В тот вечер бабушкины слова застигли меня врасплох. Я-то думала, что она одна на всем свете понимает, что я давным-давно выбыла из игры. Я не заслуживаю радости жизни. Неужели даже моя единственная драгоценная родная душа, бабушка, тоже этого не понимала? К тому времени я прожила на свете лет больше, чем было моей матери, когда холодным вечером она отправилась в ресторанчик, где ее ждали подруги. Кто я такая, чтобы мне было дозволено радоваться?
— Ты видишь в жизни один только негатив, — продолжала бабушка.
— Весь позитивный семейный генофонд достался тебе, — ответила я.
Но она меня удивила. Учитывая состояние ее дел, учитывая состояние дел в мире.

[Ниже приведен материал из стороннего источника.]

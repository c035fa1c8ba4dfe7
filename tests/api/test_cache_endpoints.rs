// Copyright (c) 2025 Fabstir
// SPDX-License-Identifier: BUSL-1.1

//! Health, mode listing and cache administration endpoints

use axum::http::StatusCode;
use dara_node::orchestrator::Detector;
use serde_json::json;

use super::{app, send};
use crate::common::{png_base64, solid_image, FakeBackend};

#[tokio::test]
async fn test_health() {
    let (status, body) = send(
        app(Detector::new(FakeBackend::replying("unused"))),
        "GET",
        "/health",
        None,
    )
    .await;
    assert_eq!(status, StatusCode::OK);
    assert_eq!(body, json!({"status": "ok"}));
}

#[tokio::test]
async fn test_modes_listed_in_order() {
    let (status, body) = send(
        app(Detector::new(FakeBackend::replying("unused"))),
        "GET",
        "/v1/modes",
        None,
    )
    .await;

    assert_eq!(status, StatusCode::OK);
    let modes: Vec<&str> = body
        .as_array()
        .unwrap()
        .iter()
        .map(|d| d["mode"].as_str().unwrap())
        .collect();
    assert_eq!(modes, vec!["scene", "emotion", "medicine", "currency", "text"]);
    assert_eq!(body[0]["prompt"], "<MORE_DETAILED_CAPTION>");
    assert!(body[4]["description"].is_string());
}

#[tokio::test]
async fn test_stats_and_clear_roundtrip() {
    let backend = FakeBackend::replying("EXIT");
    let router = app(Detector::new(backend.clone()));
    let request = json!({
        "image": png_base64(&solid_image([1, 2, 3])),
        "mode": "text"
    });

    for _ in 0..2 {
        let (status, _) = send(router.clone(), "POST", "/v1/detect", Some(request.clone())).await;
        assert_eq!(status, StatusCode::OK);
    }

    let (status, stats) = send(router.clone(), "GET", "/v1/cache/stats", None).await;
    assert_eq!(status, StatusCode::OK);
    assert_eq!(stats["hits"], 1);
    assert_eq!(stats["misses"], 1);
    assert_eq!(stats["size"], 1);
    assert_eq!(stats["maxsize"], 100);
    assert_eq!(stats["hitRate"], 0.5);

    let (status, cleared) = send(router.clone(), "DELETE", "/v1/cache", None).await;
    assert_eq!(status, StatusCode::OK);
    assert_eq!(cleared, json!({"cleared": 1}));

    let (_, stats) = send(router.clone(), "GET", "/v1/cache/stats", None).await;
    assert_eq!(stats["size"], 0);

    send(router, "POST", "/v1/detect", Some(request)).await;
    assert_eq!(backend.calls(), 2);
}

#[tokio::test]
async fn test_stats_when_caching_disabled() {
    let detector = Detector::new(FakeBackend::replying("unused")).with_result_cache(None);
    let (status, stats) = send(app(detector), "GET", "/v1/cache/stats", None).await;
    assert_eq!(status, StatusCode::OK);
    assert_eq!(stats["size"], 0);
    assert_eq!(stats["hitRate"], 0.0);
}
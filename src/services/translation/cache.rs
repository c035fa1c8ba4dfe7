// Copyright (c) 2025 Fabstir
// SPDX-License-Identifier: BUSL-1.1
//! Memoizing front for a `Translator` with a hard timeout

use sha2::{Digest, Sha256};
use std::sync::Arc;
use std::time::Duration;
use tracing::{debug, warn};

use super::{TranslationError, Translator};
use crate::cache::{BoundedCache, CacheStats};
use crate::modes::Language;

/// Text returned by `translate_or_original`
#[derive(Debug, Clone, PartialEq, Eq)]
pub struct Translated {
    pub text: String,
    /// The translator failed and `text` is the untranslated input
    pub degraded: bool,
}

pub struct TranslationCache {
    translator: Option<Arc<dyn Translator>>,
    store: BoundedCache<String>,
    timeout: Duration,
}

impl TranslationCache {
    /// `translator` of `None` leaves every text untranslated
    pub fn new(translator: Option<Arc<dyn Translator>>, maxsize: usize, timeout: Duration) -> Self {
        Self {
            translator,
            store: BoundedCache::new("translation", maxsize, None),
            timeout,
        }
    }

    pub fn key(text: &str, source: Language, target: Language) -> String {
        let mut hasher = Sha256::new();
        hasher.update(source.code().as_bytes());
        hasher.update(b":");
        hasher.update(target.code().as_bytes());
        hasher.update(b":");
        hasher.update(text.as_bytes());
        hex::encode(hasher.finalize())
    }

    /// Translate from the default language into `target`
    ///
    /// Only successful translations are cached.
    pub async fn translate(&self, text: &str, target: Language) -> Result<String, TranslationError> {
        let source = Language::default();
        if target == source || text.trim().is_empty() {
            return Ok(text.to_string());
        }

        let translator = self
            .translator
            .as_ref()
            .ok_or(TranslationError::NotConfigured)?;

        let key = Self::key(text, source, target);
        if let Some(cached) = self.store.get(&key) {
            debug!("translation cache hit");
            return Ok(cached);
        }

        let translated = tokio::time::timeout(self.timeout, translator.translate(text, source, target))
            .await
            .map_err(|_| TranslationError::Timeout {
                timeout_ms: self.timeout.as_millis() as u64,
            })??;

        if translated.trim().is_empty() {
            return Err(TranslationError::EmptyResponse);
        }

        self.store.set(key, translated.clone());
        Ok(translated)
    }

    /// Translate, keeping the original text on any failure
    ///
    /// A missing translator is not a degradation; every other error is.
    pub async fn translate_or_original(&self, text: &str, target: Language) -> Translated {
        match self.translate(text, target).await {
            Ok(translated) => Translated {
                text: translated,
                degraded: false,
            },
            Err(TranslationError::NotConfigured) => {
                debug!(target_lang = %target, "no translator configured, keeping original text");
                Translated {
                    text: text.to_string(),
                    degraded: false,
                }
            }
            Err(e) => {
                warn!(error = %e, target_lang = %target, "translation failed, keeping original text");
                Translated {
                    text: text.to_string(),
                    degraded: true,
                }
            }
        }
    }

    pub fn stats(&self) -> CacheStats {
        self.store.stats()
    }

    pub fn clear(&self) -> usize {
        self.store.clear()
    }
}
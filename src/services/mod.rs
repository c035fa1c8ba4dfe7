// Copyright (c) 2025 Fabstir
// SPDX-License-Identifier: BUSL-1.1
//! Side services used after post-processing: translation and speech

pub mod translation;
pub mod tts;

pub use translation::{LibreTranslateClient, Translated, TranslationCache, TranslationError, Translator};
pub use tts::{AudioCache, AudioSynthesisError, EspeakSynthesizer, SpeechSynthesizer};
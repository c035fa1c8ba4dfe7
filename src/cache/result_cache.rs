// Copyright (c) 2025 Fabstir
// SPDX-License-Identifier: BUSL-1.1
use sha2::{Digest, Sha256};
use std::path::PathBuf;
use std::time::Duration;
use tracing::{debug, warn};

use super::store::BoundedCache;
use super::types::{CacheError, CacheStats};
use crate::modes::{DetectionResult, Language, Mode};

/// Cache of completed detections keyed by image fingerprint, mode and language
pub struct ResultCache {
    store: BoundedCache<DetectionResult>,
    persist_path: Option<PathBuf>,
}

impl ResultCache {
    pub fn new(maxsize: usize, ttl: Option<Duration>) -> Self {
        Self {
            store: BoundedCache::new("result", maxsize, ttl),
            persist_path: None,
        }
    }

    /// Cache backed by a JSON file, loaded now and written on `persist` and drop
    pub fn with_persistence(maxsize: usize, ttl: Option<Duration>, path: PathBuf) -> Self {
        let store = BoundedCache::new("result", maxsize, ttl);
        if let Err(e) = store.load_from(&path) {
            warn!(error = %e, "could not load result cache, starting empty");
        }
        Self {
            store,
            persist_path: Some(path),
        }
    }

    /// Stable composite key for a detection
    pub fn key(fingerprint: &str, mode: Mode, language: Language) -> String {
        let mut hasher = Sha256::new();
        hasher.update(fingerprint.as_bytes());
        hasher.update(b":");
        hasher.update(mode.as_str().as_bytes());
        hasher.update(b":");
        hasher.update(language.code().as_bytes());
        hex::encode(hasher.finalize())
    }

    pub fn get(&self, key: &str) -> Option<DetectionResult> {
        let result = self.store.get(key);
        debug!(hit = result.is_some(), "result cache lookup");
        result
    }

    pub fn set(&self, key: &str, result: DetectionResult) {
        self.store.set(key, result);
    }

    pub fn clear(&self) -> usize {
        self.store.clear()
    }

    pub fn stats(&self) -> CacheStats {
        self.store.stats()
    }

    pub fn len(&self) -> usize {
        self.store.len()
    }

    pub fn is_empty(&self) -> bool {
        self.store.is_empty()
    }

    /// Write the cache to its file; a cache without a file persists nothing
    pub fn persist(&self) -> Result<usize, CacheError> {
        match &self.persist_path {
            Some(path) => self.store.save_to(path),
            None => Ok(0),
        }
    }
}

impl Drop for ResultCache {
    fn drop(&mut self) {
        if let Err(e) = self.persist() {
            warn!(error = %e, "failed to persist result cache");
        }
    }
}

Перед концом, измученная болезнью, перестала радоваться жизни даже бабушка. Она стала плакать во сне. Это было невыносимо. Я оставляла присматривать за ней кошку, которая досталась мне по наследству, и та лежала, свернувшись клубком на функциональной кровати, взятой в больнице напрокат, а я сама выходила на крыльцо глотнуть свежего воздуха. В воздухе чувствовался привкус соли. Была весна, и сосновая пыльца летала повсюду; одежда от нее была желтой, будто покрытая серной пылью. В ту ночь я пожелала, чтобы жизнь моя изменилась и я начала бы ее заново, все равно где, в Париже или в Лондоне. Или в Италии, или хоть в Нью-Йорке, где я училась в старших классах. Сменить кожу, уйти и не оглядываться. Я тогда не знала, как начинают новую жизнь. Все мои знания ограничивались смертью, и не успела я понять, что делаю, как пожелала, чтобы бабушкины страдания закончились. Пожелала, чтобы мир этот выпустил ее из своих лап.
Потом я уснула на диванчике, а она умерла. Рядом с ней оставалась кошка, которая разбудила меня своим мяуканьем, и я сразу поняла, что случилось. Нед мог приехать в Нью-Джерси только через несколько дней, потому что в Орловском университете шла сессионная неделя, и пришлось отложить похороны. Он увидел, что мои дела плохи, едва только вошел в комнату. Я была похожа на птичку, которую выпустили на свободу из клетки, а она не умела летать и была в состоянии лишь вспорхнуть на подоконник. Всю свою жизнь в душе я лелеяла планы побега из Нью-Джерси, а теперь не могла себя заставить даже переступить порог гостиной. Я почти ничего не ела, кроме разве что кукурузных хлопьев с молоком. Перестала мыться, и от меня, как от всякой заброшенной развалины, исходил слабый запах плесени. В библиотеку мне пришлось съездить — чтобы сказать, что я не вернусь. Все огорчились. Джек прислал милую записку на полицейском бланке, где сообщал, что соскучился по мне больше, чем сам ожидал, и надеется, что я вернусь. Только я и не думала возвращаться. Мне не хотелось переодеваться и не нужны были ни библиографические изыскания, ни автосекс с чужим человеком, который был мне безразличен. Порой я с утра до вечера так и просиживала в халате. У меня не было сил умываться, смотреть в зеркало, открывать дверь, выходить из дома.